In order to achieve more productivity, the SME workplaces are being improved. A new initiative of SCORE training program by the ILO helped a lot of small companies in China to improve their work conditions and the employers say that it is helping them.
Small and medium enterprises ( SMEs ) make up 60 per cent of China’s national industrial output and create nearly 80 per cent of jobs. They tend to have lower level of compliance with the nation’s labour laws. Such as unregulated or excessive work hours or failure to adhere to legal wage rates and benefits, strained industrial relations, inadequate safety, and a lack of health protection for workers. All of these resulted in the lower productivity rates.
While facing this increasing price competition with growing expectations from customers to provide improved working conditions, how SME battle or engage in the Global market place is the next big question. There is a positive association between good workplace practices and positive enterprise-level outcomes which includes decreased staff turnover, improved profitability and greater customer satisfaction. This is what the ILO’s Sustaining Competitive and Responsible Enterprises (SCORE) Program has clearly exhibited. The training can help achieve this, being contrary to misconceptions that formal training for smaller enterprises is less tailored and more expensive, and the disruption to work is costly.

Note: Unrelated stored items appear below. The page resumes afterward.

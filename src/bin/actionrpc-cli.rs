//! actionrpc CLI - Command-line interface for the action runtime
//!
//! Provides subcommands for listing and describing actions and for
//! submitting request batches against the sample things domain.

use actionrpc::RuntimeConfig;
use actionrpc::runtime::config::{load_or_default, write_config};
use actionrpc::service::{Reply, reply};
use actionrpc::things;
use anyhow::{Context, Result};
use clap::{Parser, Subcommand};
use std::io::{self, Read};
use std::path::PathBuf;
use tracing_subscriber::EnvFilter;

#[derive(Parser)]
#[command(name = "actionrpc")]
#[command(about = "Batched, schema-validated action dispatch", long_about = None)]
struct Cli {
    /// Configuration file (JSON)
    #[arg(short, long)]
    config: Option<PathBuf>,

    /// Act as this caller instead of the configured one
    #[arg(long = "as")]
    caller: Option<String>,

    /// Grant the caller a permission (repeatable)
    #[arg(short, long = "permission")]
    permissions: Vec<String>,

    #[command(subcommand)]
    command: Commands,
}

#[derive(Subcommand)]
enum Commands {
    /// List the actions the caller may view
    Actions,

    /// Describe one action
    Action {
        /// Action id
        id: String,
    },

    /// Submit a request or batch; reads stdin when no payload is given
    Submit {
        /// JSON payload
        payload: Option<String>,
    },

    /// Write a default configuration file
    InitConfig {
        /// Destination path
        path: PathBuf,
    },
}

fn main() -> Result<()> {
    let cli = Cli::parse();
    let mut config = load_or_default(cli.config.as_deref())?;

    // Initialize tracing
    tracing_subscriber::fmt()
        .with_writer(io::stderr)
        .with_env_filter(
            EnvFilter::try_from_default_env().unwrap_or_else(|_| EnvFilter::new(&config.log_filter)),
        )
        .init();

    if let Some(name) = cli.caller {
        config.caller.name = name;
    }
    config.caller.permissions.extend(cli.permissions);
    let caller = config.caller.clone();

    let (runtime, _store) = things::sample_runtime(config)?;

    let reply = match cli.command {
        Commands::InitConfig { path } => {
            write_config(&path, &RuntimeConfig::default())?;
            println!("Wrote default configuration to {:?}", path);
            return Ok(());
        }
        Commands::Actions => reply::list(&runtime, &caller),
        Commands::Action { id } => reply::describe(&runtime, &id, &caller),
        Commands::Submit { payload } => {
            let payload = match payload {
                Some(payload) => payload,
                None => {
                    let mut buffer = String::new();
                    io::stdin()
                        .read_to_string(&mut buffer)
                        .context("Failed to read payload from stdin")?;
                    buffer
                }
            };
            reply::submit(&runtime, &payload, &caller)
        }
    };

    print_reply(&reply)
}

fn print_reply(reply: &Reply) -> Result<()> {
    eprintln!("status: {}", reply.status);
    if let Some(body) = &reply.body {
        println!(
            "{}",
            serde_json::to_string_pretty(body).context("Failed to render reply body")?
        );
    }
    Ok(())
}
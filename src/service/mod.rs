//! NDJSON service for the action runtime.
//!
//! This module exposes a small command loop that translates newline-delimited
//! JSON commands into calls on the [`Runtime`]. It backs the `actionrpcd`
//! daemon: commands are processed sequentially, one reply line per command,
//! and unsupported operations return structured errors.
//!
//! Commands are objects `{"id": <any>, "op": <name>, "params": {...}}`:
//!
//! - `handshake`: `{client, protocol_version}`
//! - `resolve`: `{payload}`, where `payload` is a request envelope (or its
//!   JSON text); replies with the mapped [`Reply`]
//! - `actions`: lists viewable actions
//! - `action`: `{id}`, describes one action

pub mod reply;

pub use reply::Reply;

use crate::PROTOCOL_VERSION;
use crate::runtime::{Caller, CallerIdentity, Runtime};
use serde::{Deserialize, Serialize};
use serde_json::{Value, json};
use std::io::{self, BufRead, Write};
use tracing::debug;

/// Service entry point: wraps a [`Runtime`] and the identity its commands run as.
pub struct Service {
    runtime: Runtime,
    caller: CallerIdentity,
}

impl Service {
    /// Create a new service around `runtime`, acting as `caller`.
    pub fn new(runtime: Runtime, caller: CallerIdentity) -> Self {
        Self { runtime, caller }
    }

    /// Service acting as the caller named in the runtime configuration.
    pub fn from_config(runtime: Runtime) -> Self {
        let caller = runtime.config().caller.clone();
        Self::new(runtime, caller)
    }

    /// Runtime served by this service.
    pub fn runtime(&self) -> &Runtime {
        &self.runtime
    }

    /// Process a single connection by consuming commands from the reader and writing replies.
    pub fn handle<R: BufRead, W: Write>(&self, reader: R, writer: W) -> io::Result<()> {
        let mut session = Session::new(&self.runtime, &self.caller, writer);
        session.run(reader)
    }
}

struct Session<'a, W: Write> {
    runtime: &'a Runtime,
    caller: &'a CallerIdentity,
    writer: W,
    client: Option<String>,
}

impl<'a, W: Write> Session<'a, W> {
    fn new(runtime: &'a Runtime, caller: &'a CallerIdentity, writer: W) -> Self {
        Self {
            runtime,
            caller,
            writer,
            client: None,
        }
    }

    fn run<R: BufRead>(&mut self, reader: R) -> io::Result<()> {
        for line in reader.lines() {
            let line = line?;
            if line.trim().is_empty() {
                continue;
            }

            let envelope: Result<CommandEnvelope, _> = serde_json::from_str(&line);
            let response = match envelope {
                Ok(command) => self.handle_command(command),
                Err(err) => {
                    ResponseEnvelope::from_error(Value::Null, ServiceError::Parse(err.to_string()))
                }
            };
            self.write_response(response)?;
        }

        Ok(())
    }

    fn write_response(&mut self, envelope: ResponseEnvelope) -> io::Result<()> {
        serde_json::to_writer(&mut self.writer, &envelope)?;
        self.writer.write_all(b"\n")?;
        self.writer.flush()
    }

    fn handle_command(&mut self, command: CommandEnvelope) -> ResponseEnvelope {
        debug!(op = %command.op, client = ?self.client, "service command");
        match self.dispatch(&command.op, &command.params) {
            Ok(value) => ResponseEnvelope::success(command.id, value),
            Err(err) => ResponseEnvelope::from_error(command.id, err),
        }
    }

    fn dispatch(&mut self, op: &str, params: &Value) -> Result<Value, ServiceError> {
        match op {
            "handshake" => self.cmd_handshake(params),
            "resolve" => self.cmd_resolve(params),
            "actions" => self.cmd_actions(),
            "action" => self.cmd_action(params),
            other => Err(ServiceError::Unsupported(other.to_string())),
        }
    }

    fn cmd_handshake(&mut self, params: &Value) -> Result<Value, ServiceError> {
        let client = params
            .get("client")
            .and_then(Value::as_str)
            .ok_or_else(|| ServiceError::invalid_param("client"))?;

        let requested = params
            .get("protocol_version")
            .and_then(Value::as_str)
            .ok_or_else(|| ServiceError::invalid_param("protocol_version"))?;

        if requested != PROTOCOL_VERSION {
            return Err(ServiceError::Protocol(format!(
                "unsupported protocol version: expected {}, got {}",
                PROTOCOL_VERSION, requested
            )));
        }

        self.client = Some(client.to_string());

        Ok(json!({
            "protocol_version": PROTOCOL_VERSION,
            "runtime": {
                "version": crate::VERSION,
                "client": client,
                "caller": self.caller.name(),
                "actions": self.runtime.registry().len(),
                "features": ["resolve", "actions", "action"]
            }
        }))
    }

    fn cmd_resolve(&mut self, params: &Value) -> Result<Value, ServiceError> {
        let payload = params
            .get("payload")
            .ok_or_else(|| ServiceError::invalid_param("payload"))?;

        let reply = match payload {
            Value::String(text) => reply::submit(self.runtime, text, self.caller),
            other => reply::submit_value(self.runtime, other.clone(), self.caller),
        };
        to_value(&reply)
    }

    fn cmd_actions(&mut self) -> Result<Value, ServiceError> {
        to_value(&reply::list(self.runtime, self.caller))
    }

    fn cmd_action(&mut self, params: &Value) -> Result<Value, ServiceError> {
        let id = params
            .get("id")
            .and_then(Value::as_str)
            .ok_or_else(|| ServiceError::invalid_param("id"))?;
        to_value(&reply::describe(self.runtime, id, self.caller))
    }
}

fn to_value(reply: &Reply) -> Result<Value, ServiceError> {
    serde_json::to_value(reply).map_err(|err| ServiceError::Internal(err.to_string()))
}

#[derive(Debug)]
enum ServiceError {
    Parse(String),
    InvalidParams(String),
    Unsupported(String),
    Protocol(String),
    Internal(String),
}

impl ServiceError {
    fn invalid_param(name: &str) -> Self {
        ServiceError::InvalidParams(format!("missing or invalid parameter: {}", name))
    }
}

#[derive(Deserialize)]
struct CommandEnvelope {
    #[serde(default)]
    id: Value,
    op: String,
    #[serde(default)]
    params: Value,
}

#[derive(Serialize)]
struct ResponseEnvelope {
    id: Value,
    #[serde(skip_serializing_if = "Option::is_none")]
    result: Option<Value>,
    #[serde(skip_serializing_if = "Option::is_none")]
    error: Option<ErrorEnvelope>,
}

impl ResponseEnvelope {
    fn success(id: Value, result: Value) -> Self {
        Self {
            id,
            result: Some(result),
            error: None,
        }
    }

    fn from_error(id: Value, error: ServiceError) -> Self {
        Self {
            id,
            result: None,
            error: Some(ErrorEnvelope::from(error)),
        }
    }
}

#[derive(Serialize)]
struct ErrorEnvelope {
    code: String,
    message: String,
}

impl From<ServiceError> for ErrorEnvelope {
    fn from(error: ServiceError) -> Self {
        let (code, message) = match error {
            ServiceError::Parse(message) => ("parse_error", message),
            ServiceError::InvalidParams(message) => ("invalid_params", message),
            ServiceError::Unsupported(op) => {
                ("unsupported_command", format!("Command '{op}' is not supported"))
            }
            ServiceError::Protocol(message) => ("protocol_error", message),
            ServiceError::Internal(message) => ("internal_error", message),
        };
        ErrorEnvelope {
            code: code.into(),
            message,
        }
    }
}
use serde::{Deserialize, Serialize};
use ts_rs::TS;

// Wire types for the handwriting generation service. The service reports
// failures in-body (`success: false` + message) rather than via HTTP status,
// so every field that only appears on one branch is optional.

#[derive(Debug, Clone, Deserialize)]
pub struct LanguagesResponse {
    pub success: bool,
    #[serde(default)]
    pub languages: Vec<String>,
}

#[derive(Debug, Clone, Deserialize)]
pub struct StylesResponse {
    pub success: bool,
    #[serde(default)]
    pub styles: Vec<String>,
}

#[derive(Debug, Clone, Deserialize)]
pub struct GenerateResponse {
    pub success: bool,
    /// Relative preview path (e.g. `/api/preview/{sample_id}`); present on success.
    pub preview_url: Option<String>,
    pub sample_id: Option<String>,
    /// Server-supplied message; present on failure.
    pub error: Option<String>,
}

#[derive(Debug, Clone, Deserialize)]
pub struct ContactResponse {
    pub success: bool,
    #[serde(default)]
    pub message: String,
}

/// Contact form payload. Field names follow the service's JSON contract.
#[derive(Debug, Clone, Serialize, Deserialize, TS)]
#[ts(export)]
#[serde(rename_all = "camelCase")]
pub struct ContactMessageInput {
    pub first_name: String,
    pub last_name: String,
    pub email: String,
    pub subject: String,
    pub message: String,
    pub agree_to_privacy: bool,
}

#[cfg(test)]
mod tests {
    use super::*;

    #[test]
    fn test_parse_generate_success() {
        let json = r#"{
            "success": true,
            "sample_id": "7e6a2f",
            "preview_url": "/api/preview/7e6a2f"
        }"#;
        let resp: GenerateResponse = serde_json::from_str(json).unwrap();
        assert!(resp.success);
        assert_eq!(resp.sample_id.as_deref(), Some("7e6a2f"));
        assert_eq!(resp.preview_url.as_deref(), Some("/api/preview/7e6a2f"));
        assert!(resp.error.is_none());
    }

    #[test]
    fn test_parse_generate_failure() {
        let json = r#"{"success": false, "error": "No text provided"}"#;
        let resp: GenerateResponse = serde_json::from_str(json).unwrap();
        assert!(!resp.success);
        assert_eq!(resp.error.as_deref(), Some("No text provided"));
        assert!(resp.preview_url.is_none());
    }

    #[test]
    fn test_parse_languages_and_styles() {
        let langs: LanguagesResponse =
            serde_json::from_str(r#"{"success": true, "languages": ["english", "hindi"]}"#)
                .unwrap();
        assert_eq!(langs.languages, vec!["english", "hindi"]);

        let styles: StylesResponse =
            serde_json::from_str(r#"{"success": true, "styles": ["casual", "formal"]}"#).unwrap();
        assert_eq!(styles.styles, vec!["casual", "formal"]);
    }

    #[test]
    fn test_contact_input_uses_camel_case_on_the_wire() {
        let input = ContactMessageInput {
            first_name: "Ada".into(),
            last_name: "Lovelace".into(),
            email: "ada@example.com".into(),
            subject: "Hello".into(),
            message: "Love the demo".into(),
            agree_to_privacy: true,
        };
        let json = serde_json::to_string(&input).unwrap();
        assert!(json.contains("\"firstName\":\"Ada\""));
        assert!(json.contains("\"agreeToPrivacy\":true"));
    }
}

China first engaged with the SCORE Program in 2009, initially functioning with the China Enterprise Confederation (CEC) in Liaoning, Chongqing, Sichuan, Zhejiang and Shanghai, to target few sectors such as manufacturing of machines, auto parts and garments. In March 2017, the ILO launched a new project to increase the productivity and theworking conditions in Guangzhou City, Guangdong Province, and Shanghai, under the SCORE Program, in partnership with the UK based Ethical Trading Initiative (ETI), an association of companies, trade unions and NGOs that endorses respect for workers’ rights around the globe.

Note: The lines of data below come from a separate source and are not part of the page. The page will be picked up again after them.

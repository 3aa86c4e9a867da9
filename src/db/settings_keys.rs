/// Canonical settings key constants for the `app_settings` table.
///
/// Use these instead of raw string literals to prevent typo-based key mismatches.

/// Sample id of the most recent successful generation. Written on every
/// success, removed by the clear action; the download command reads it.
pub const CURRENT_SAMPLE_ID: &str = "current_sample_id";

/// Base origin of the handwriting generation service
/// (e.g. `http://localhost:8000`). Optional; see `api::config`.
pub const API_BASE_URL: &str = "api_base_url";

SCORE training mainly emphasized on the importance of closely involving the workforce, building cooperation with managements in order to support the initiatives aimed at improving enterprise performance. It also highlighted on the establishment of sustainable management systems which ensured that the good practices will continue after these training concluded. SMEs, which had a high job creation potential, but mostly also had significant decent work deficits which were the ultimate beneficiaries. And, in development of cooperation, SCORE Training contributed to economic and social development as well as poverty lessening. It helped create a win/win situation for them. The five SCORE Training modules cover- Workplace Cooperation, Quality Management, Clean Production, Human Resource Management, Occupational Safety and Health. Each module was a two day classroom training process for training the managers and the workers. This was followed by the on-site consultations with the industry experts which helped the training to be more efficient in putting the training action into workforce. The ILO/ETI initiative was co-funded by develoPPP.de, a German Federal Ministry for Economic Cooperation and Development (BMZ) programme which helped the German and the European enterprises to run long-term projects that combined business practices and the development policy targets. To add to this partnership, ILO SCORE Programme will enter its final and third Phase in November 2017, with funding until October 2021.